Ten steps to acquisition success
Integration is rarely easy but getting it right is key.
There is a widely held view that the majority of acquisitions do not deliver long-term value to the acquirer. The Institute of Directors reckons this figure could be as high as 70 per cent, though it varies between market sectors. Here, I want to look at the process that should take place once one advice firm buys another, and why effective integration is the key to acquisition success.
It is important to be clear what integration is. I would define it not only as the amalgamation of systems and processes, but also of people, some of whom will be asked to change their roles and how they have worked in the past.
Planning is key. It should be clearly agreed and documented as part of the sale and purchase agreement what will happen in the period following the acquisition and who is responsible for its delivery.
Plan for success
The following aspects are a checklist for any acquirer to think about. They are equally important for a would-be seller as a means of evaluating the ability of the acquirer to successfully execute the deal and deliver value. This matters to a seller as there is usually deferred consideration and effective integration will assist in ensuring that has the best chance to be paid at the levels budgeted for.
The right level of resource needs to be made available from both the buyer and seller. It needs to be both budgeted for and the impact on the business going forward considered. The issue that often arises is that those responsible for the integration have “day jobs” and without planning, output and effectiveness elsewhere in the business suffers.
Integration is a skill, so the people carrying it out need to have the appropriate level of experience and expertise. They also need to have the right attitude and temperament. Re-assigning individuals who are simply available or not performing effectively in their existing roles is rarely a good solution.
The culture in any business has a direct impact on its success. It is not only what happens in the immediate period after the transaction that makes a difference but what is done to reinforce the culture on an ongoing basis.

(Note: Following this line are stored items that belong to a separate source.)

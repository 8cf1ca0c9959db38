//! Message delivery for the civic core.
//!
//! A [`DeliveryPipeline`] fans one message out to a set of representatives
//! through the [`DeliveryAdapter`] registered for the sender's country and
//! the template's delivery method, and aggregates per-recipient outcomes
//! into a single report.

use async_trait::async_trait;
use civic_types::{
	AdapterCapabilities, AddressValidation, ConfigSchema, DeliveryMethod, ImplementationRegistry,
	PostalAddress, Representative, User,
};
use thiserror::Error;

pub mod pipeline;
pub mod registry;

/// Re-export implementations
pub mod implementations {
	pub mod cwc;
	pub mod email;
}

pub use pipeline::{personalize, DeliveryPipeline};
pub use registry::AdapterRegistry;

/// Errors that can occur during message delivery.
#[derive(Debug, Error)]
pub enum DeliveryError {
	/// The remote endpoint could not be reached.
	#[error("Network error: {0}")]
	Network(String),
	/// The remote endpoint refused the message.
	#[error("Delivery rejected ({status}): {message}")]
	Rejected { status: u16, message: String },
	#[error("Invalid address: {0}")]
	InvalidAddress(String),
	/// The representative lacks data the adapter needs, such as an email.
	#[error("Unsupported recipient {recipient}: {reason}")]
	UnsupportedRecipient { recipient: String, reason: String },
	#[error("Representative lookup failed: {0}")]
	Lookup(String),
	#[error("Delivery timed out after {0}ms")]
	Timeout(u64),
	#[error("Configuration error: {0}")]
	Configuration(String),
	/// No adapter is registered for the country and method.
	#[error("No adapter available for country {country} and method {method}")]
	NoAdapterAvailable {
		country: String,
		method: DeliveryMethod,
	},
}

/// A personalized message ready to be handed to an adapter.
#[derive(Debug, Clone)]
pub struct OutboundMessage {
	pub job_id: String,
	pub template_id: String,
	pub subject: String,
	pub body: String,
	pub sender: User,
}

/// Trait defining the interface for delivery adapters.
///
/// An adapter delivers messages for one or more countries through one or
/// more delivery methods, and optionally knows how to validate addresses and
/// find the representatives of an address.
#[async_trait]
pub trait DeliveryAdapter: Send + Sync {
	/// Implementation name, as used in configuration.
	fn name(&self) -> &str;

	/// Upper-case ISO country codes served by this adapter.
	fn countries(&self) -> Vec<String>;

	fn methods(&self) -> Vec<DeliveryMethod>;

	/// Capabilities of this adapter for one of its countries.
	fn capabilities(&self, country_code: &str) -> AdapterCapabilities;

	/// Returns the configuration schema for this adapter implementation.
	fn config_schema(&self) -> Box<dyn ConfigSchema>;

	/// Delivers `message` to one representative and returns the message id.
	async fn deliver_message(
		&self,
		message: &OutboundMessage,
		representative: &Representative,
	) -> Result<String, DeliveryError>;

	async fn validate_address(
		&self,
		address: &PostalAddress,
	) -> Result<AddressValidation, DeliveryError>;

	/// Representatives serving `address`.
	async fn lookup_representatives(
		&self,
		address: &PostalAddress,
	) -> Result<Vec<Representative>, DeliveryError>;
}

/// Type alias for adapter factory functions.
pub type AdapterFactory = fn(&toml::Value) -> Result<Box<dyn DeliveryAdapter>, DeliveryError>;

/// Registry trait for delivery adapter implementations.
pub trait AdapterImplementationRegistry: ImplementationRegistry<Factory = AdapterFactory> {}

/// Get all registered adapter implementations.
///
/// Returns (name, factory) pairs; the name matches the key of the adapter's
/// `[delivery.adapters.<name>]` configuration table.
pub fn get_all_implementations() -> Vec<(&'static str, AdapterFactory)> {
	use implementations::{cwc, email};

	vec![
		(cwc::Registry::NAME, cwc::Registry::factory()),
		(email::Registry::NAME, email::Registry::factory()),
	]
}
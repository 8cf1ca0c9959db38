//! Common types for the civic delivery core.
//!
//! This crate holds the data model shared by the RPC layer, the delivery
//! pipeline, configuration and the service binary, together with the
//! configuration-schema framework and the implementation registry contract.

/// Message delivery types: templates, users, representatives, jobs and reports.
pub mod delivery;
/// Network identifiers.
pub mod networks;
/// Implementation registry contract.
pub mod registry;
/// RPC provider, health, metrics and trace types.
pub mod rpc;
/// Shared helpers.
pub mod utils;
/// Configuration schema validation.
pub mod validation;

pub use delivery::*;
pub use networks::Network;
pub use registry::ImplementationRegistry;
pub use rpc::*;
pub use utils::{saturating_millis, truncate_id, xml_escape};
pub use validation::*;
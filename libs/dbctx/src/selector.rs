//! Picks the single active data store extension of a finished snapshot.

use std::sync::Arc;

use crate::error::{ContextError, Result};
use crate::extension::ProviderExtension;
use crate::options::ContextOptions;

/// Provider selection by extension presence.
///
/// Only extensions on the snapshot count. Capabilities registered with the service
/// collection make services available but never choose a provider.
pub struct ProviderSelector;

impl ProviderSelector {
    /// Returns the one provider extension present on `options`.
    ///
    /// # Errors
    /// - `ContextError::NoDataStoreConfigured` when there is none.
    /// - `ContextError::MultipleDataStoresConfigured` when more than one kind is present.
    pub fn resolve(options: &ContextOptions) -> Result<Arc<dyn ProviderExtension>> {
        let mut providers = options.providers();
        let Some(first) = providers.next() else {
            return Err(ContextError::NoDataStoreConfigured {
                context: context_label(options),
            });
        };

        if providers.next().is_some() {
            let mut names: Vec<&'static str> =
                options.providers().map(|p| p.provider_name()).collect();
            names.sort_unstable();
            return Err(ContextError::MultipleDataStoresConfigured {
                context: context_label(options),
                providers: names,
            });
        }

        tracing::debug!(
            context = %context_label(options),
            provider = first.provider_name(),
            "Selected data store provider"
        );
        Ok(Arc::clone(first))
    }
}

fn context_label(options: &ContextOptions) -> String {
    options
        .context_type()
        .map_or_else(|| "<untyped>".to_owned(), |t| t.short_name().to_owned())
}
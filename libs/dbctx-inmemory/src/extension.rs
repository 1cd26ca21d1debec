use std::sync::Arc;

use async_trait::async_trait;
use dbctx::{
    ContextError, ContextOptions, DataStore, ExtensionInfo, OptionsExtension, ProviderExtension,
    Record, ServiceRegistry, StoreError, StoreLease, validate_entity_set,
};

use crate::database::{InMemoryDatabase, InMemoryDatabaseRoot};

/// Provider name reported by the in-memory store.
pub const PROVIDER_NAME: &str = "in-memory";

/// Selects the in-memory store for a context.
///
/// With `persist` set, the named database lives in a root and outlives the context: the
/// explicit `root` if given, else the root registered with the service collection, else
/// [`InMemoryDatabaseRoot::shared`]. Without it, every context instance gets a private
/// database that is cleared on dispose.
#[derive(Clone, Debug)]
pub struct InMemoryOptionsExtension {
    database_name: String,
    persist: bool,
    root: Option<Arc<InMemoryDatabaseRoot>>,
}

impl InMemoryOptionsExtension {
    #[must_use]
    pub fn new(database_name: impl Into<String>) -> Self {
        Self {
            database_name: database_name.into(),
            persist: true,
            root: None,
        }
    }

    #[must_use]
    pub fn with_persist(mut self, persist: bool) -> Self {
        self.persist = persist;
        self
    }

    #[must_use]
    pub fn with_root(mut self, root: Arc<InMemoryDatabaseRoot>) -> Self {
        self.root = Some(root);
        self.persist = true;
        self
    }

    #[must_use]
    pub fn database_name(&self) -> &str {
        &self.database_name
    }

    #[must_use]
    pub fn persist(&self) -> bool {
        self.persist
    }

    #[must_use]
    pub fn root(&self) -> Option<&Arc<InMemoryDatabaseRoot>> {
        self.root.as_ref()
    }

    fn resolve_root(&self, services: &ServiceRegistry) -> Arc<InMemoryDatabaseRoot> {
        if let Some(root) = &self.root {
            return Arc::clone(root);
        }
        services
            .try_get::<InMemoryDatabaseRoot>()
            .unwrap_or_else(InMemoryDatabaseRoot::shared)
    }
}

impl OptionsExtension for InMemoryOptionsExtension {
    fn info(&self) -> ExtensionInfo {
        ExtensionInfo { name: PROVIDER_NAME }
    }

    fn log_fragment(&self, _sensitive: bool) -> String {
        format!(
            "{PROVIDER_NAME} database={} persist={}",
            self.database_name, self.persist
        )
    }

    fn as_provider(self: Arc<Self>) -> Option<Arc<dyn ProviderExtension>> {
        Some(self)
    }

    fn validate(&self, _options: &ContextOptions) -> Result<(), ContextError> {
        if self.database_name.trim().is_empty() {
            return Err(ContextError::InvalidConfiguration(
                "in-memory provider requires a database name".to_owned(),
            ));
        }
        Ok(())
    }
}

#[async_trait]
impl ProviderExtension for InMemoryOptionsExtension {
    fn provider_name(&self) -> &'static str {
        PROVIDER_NAME
    }

    async fn open_store(&self, services: &ServiceRegistry) -> Result<StoreLease, StoreError> {
        if self.persist {
            let database = self.resolve_root(services).database(&self.database_name);
            tracing::debug!(database = %self.database_name, "Attached to shared in-memory database");
            return Ok(StoreLease::borrowed(Arc::new(InMemoryStore { database })));
        }

        let database = Arc::new(InMemoryDatabase::new(self.database_name.clone()));
        tracing::debug!(database = %self.database_name, "Created private in-memory database");
        Ok(StoreLease::owned(Arc::new(InMemoryStore { database })))
    }
}

/// [`DataStore`] over one [`InMemoryDatabase`].
struct InMemoryStore {
    database: Arc<InMemoryDatabase>,
}

#[async_trait]
impl DataStore for InMemoryStore {
    fn provider_name(&self) -> &'static str {
        PROVIDER_NAME
    }

    async fn ensure_created(&self, entity_set: &str) -> Result<bool, StoreError> {
        validate_entity_set(entity_set)?;
        Ok(self.database.ensure_table(entity_set))
    }

    async fn query(&self, entity_set: &str) -> Result<Vec<Record>, StoreError> {
        validate_entity_set(entity_set)?;
        Ok(self.database.records(entity_set))
    }

    async fn upsert(&self, entity_set: &str, records: &[Record]) -> Result<usize, StoreError> {
        validate_entity_set(entity_set)?;
        Ok(self.database.upsert(entity_set, records))
    }

    async fn release(&self) -> Result<(), StoreError> {
        tracing::debug!(database = %self.database.name(), "Clearing private in-memory database");
        self.database.clear();
        Ok(())
    }
}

At the risk of stating the obvious, people are the most important part of any business and each person needs to be consulted, kept informed and their future role considered and agreed. All this takes time, which is why having the right level of resource is so important.
Advice firms tend to use a relatively small number of back office suppliers. If it is the same one, theoretically, the integration process should be straightforward. However, the same software system can be used in different ways, so mapping the advice process used by seller against that of acquirer is vital. If the systems in use differ there is clearly a greater integration challenge and the necessary time needs to be built in.
Processes may need to be adapted or changed completely. They need to be planned for, tested and then trained in. They do not happen of their own accord.
What gets measured gets done. Regular measurement and reporting ensures focus as the information to make decisions is used to improve results. This information will translate into key performance indicators and/or dashboards.
For there to be higher likelihood of successful integration, there needs to be assigned accountability at board level and allocated responsibility at manager level. If the accountable board member or responsible managers do not deliver, there should be consequences.
While there is often an integration template used by firms that make multiple acquisitions, there will always be some differences or challenges that arise after the sale. The success of the subsequent integration will reflect how these challenges are addressed. This is where experience and expertise count in terms of being able to apply solutions gained in other situations.
This is not the same as in measurement in point seven, but a recognition to review what has and has not gone well in the integration process and to make changes accordingly.
Integration is rarely easy but it is a fundamental part of any successful acquisition. Those companies who invest the time in people and in systems are more likely to build greater strength, sustainability and therefore value into their businesses.